On October 2, 1912, an agent of the consignees called at defendant's place, and there left the notice of June 20, 1912, upon which was written the following: "As consignee of these goods, we decline to accept the same. So far as we are concerned, you may place in public storage for account, and at risk of the owner."

On October 5, 1912, the defendant notified in writing the Central of Georgia Railway Company, from whom it received these shoes, that the N.Y., N.H. H. R. R. Co. had declined to receive them, that the consignee also had declined to receive them, and that they would be placed in public storage in Boston.

On October 7, 1912, the defendant had these shoes taken to and stored at the warehouse of the Quincy Market Cold Storage Warehouse Company in Boston "for account and risk of the owners." The Quincy Market Cold Storage Warehouse Company, after notifying J. E. French Co. that these goods would be sold for the amount of charges then due at public auction on May 24, 1913, proceeded to, and did, sell them on that day.
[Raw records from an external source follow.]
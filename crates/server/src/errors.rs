use std::fmt::Display;

use axum::http::StatusCode;
use axum::response::{IntoResponse, Response};
use axum::Json;
use thiserror::Error;
use tracing::error;

/// JSON error body `{"error": ..., "detail"?: ...}`.
///
/// Detail is only sent for client errors; for server errors it is logged instead.
#[derive(Debug)]
pub struct JsonApiError {
    pub status: StatusCode,
    pub error: String,
    pub detail: Option<String>,
}

impl JsonApiError {
    pub fn new(status: StatusCode, error: impl Into<String>, detail: Option<String>) -> Self {
        Self { status, error: error.into(), detail }
    }

    pub fn bad_request(error: impl Into<String>) -> Self {
        Self::new(StatusCode::BAD_REQUEST, error, None)
    }

    /// 500 with a generic message; `cause` is kept for the log line only.
    pub fn internal(error: impl Into<String>, cause: impl Display) -> Self {
        Self::new(StatusCode::INTERNAL_SERVER_ERROR, error, Some(cause.to_string()))
    }
}

impl IntoResponse for JsonApiError {
    fn into_response(self) -> Response {
        let body = if self.status.is_server_error() {
            error!(status = %self.status, error = %self.error, detail = ?self.detail, "request failed");
            serde_json::json!({ "error": self.error })
        } else {
            match self.detail {
                Some(detail) => serde_json::json!({ "error": self.error, "detail": detail }),
                None => serde_json::json!({ "error": self.error }),
            }
        };
        (self.status, Json(body)).into_response()
    }
}

#[derive(Debug, Error)]
pub enum StartupError {
    #[error("invalid configuration: {0}")]
    InvalidConfig(String),
    #[error("database unavailable: {0}")]
    Database(#[from] models::errors::ModelError),
    #[error("media host setup failed: {0}")]
    Media(#[from] service::media::MediaError),
    #[error(transparent)]
    Any(#[from] anyhow::Error),
}

#[cfg(test)]
mod tests {
    use super::*;
    use axum::body::to_bytes;

    async fn body_json(resp: Response) -> serde_json::Value {
        let bytes = to_bytes(resp.into_body(), usize::MAX).await.unwrap();
        serde_json::from_slice(&bytes).unwrap()
    }

    #[tokio::test]
    async fn server_errors_hide_detail() {
        let resp = JsonApiError::internal("Failed to add resident", "connection reset by peer").into_response();
        assert_eq!(resp.status(), StatusCode::INTERNAL_SERVER_ERROR);
        let body = body_json(resp).await;
        assert_eq!(body, serde_json::json!({ "error": "Failed to add resident" }));
    }

    #[tokio::test]
    async fn client_errors_keep_detail() {
        let resp = JsonApiError::new(StatusCode::BAD_REQUEST, "Malformed request body", Some("expected `,`".into())).into_response();
        assert_eq!(resp.status(), StatusCode::BAD_REQUEST);
        let body = body_json(resp).await;
        assert_eq!(body["detail"], "expected `,`");
    }
}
Early in January, 1913, the plaintiff first learned that these shoes had not reached their destination. On February 24, 1913, the plaintiff learned that the goods had been refused by the N.Y., N.H. H. R. R. Co., and on March 5, 1913, through an agent of the Louisville Nashville Railroad Company at Mobile, the plaintiff was informed that these goods had been refused by the consignee and were at that time in "public storage at risk and expense of owner."

It is admitted that these goods were tendered to the N.Y., N.H. H. R. R. Co. in the condition in which they were received by defendant at Savannah, Ga., and that the defendant at the time of receiving them had no knowledge that they would be rejected by the N.Y., N.H. H. R. R. Co. Up to this point, therefore, the defendant discharged all of the duties of a common carrier that the law imposed upon it. This fact furnished defendant with the right and opportunity, by pursuing a proper legal course, of relieving itself as to this shipment of the relation of common carrier. The defendant had the right to store the goods in a suitable warehouse of a responsible party, at the risk of the owner.

After doing all this, the law imposed upon the defendant the duty of notifying the owner of the shipment of the fact and place of storage. Notice was given the consignee, J. E. French Co., who informed the defendant in substance that they would not accept the goods, would have nothing to do with them, and, inferentially, that they did not own them. From this the defendant knew, or ought to have known, that the notice had not been given to the proper party, and that the proper party to notify under the circumstances was the consignor, at Mobile. The consignor at Mobile never received any notice from the defendant or anybody else that these goods had been stored in the warehouse of the Quincy Market Cold Storage Warehouse Company in Boston at the risk and expense of this plaintiff. On March 5, 1913, plaintiff was informed, not by defendant, but by an agent of the L. N. R. R. Co. at Mobile that these goods were "in public storage at risk and expense of the owner." This notice was clearly insufficient, and we therefore hold that the defendant failed to discharge this important duty that it owed the plaintiff. The Quincy Market Cold Storage Warehouse Company never became the agent, under the circumstances, of this plaintiff.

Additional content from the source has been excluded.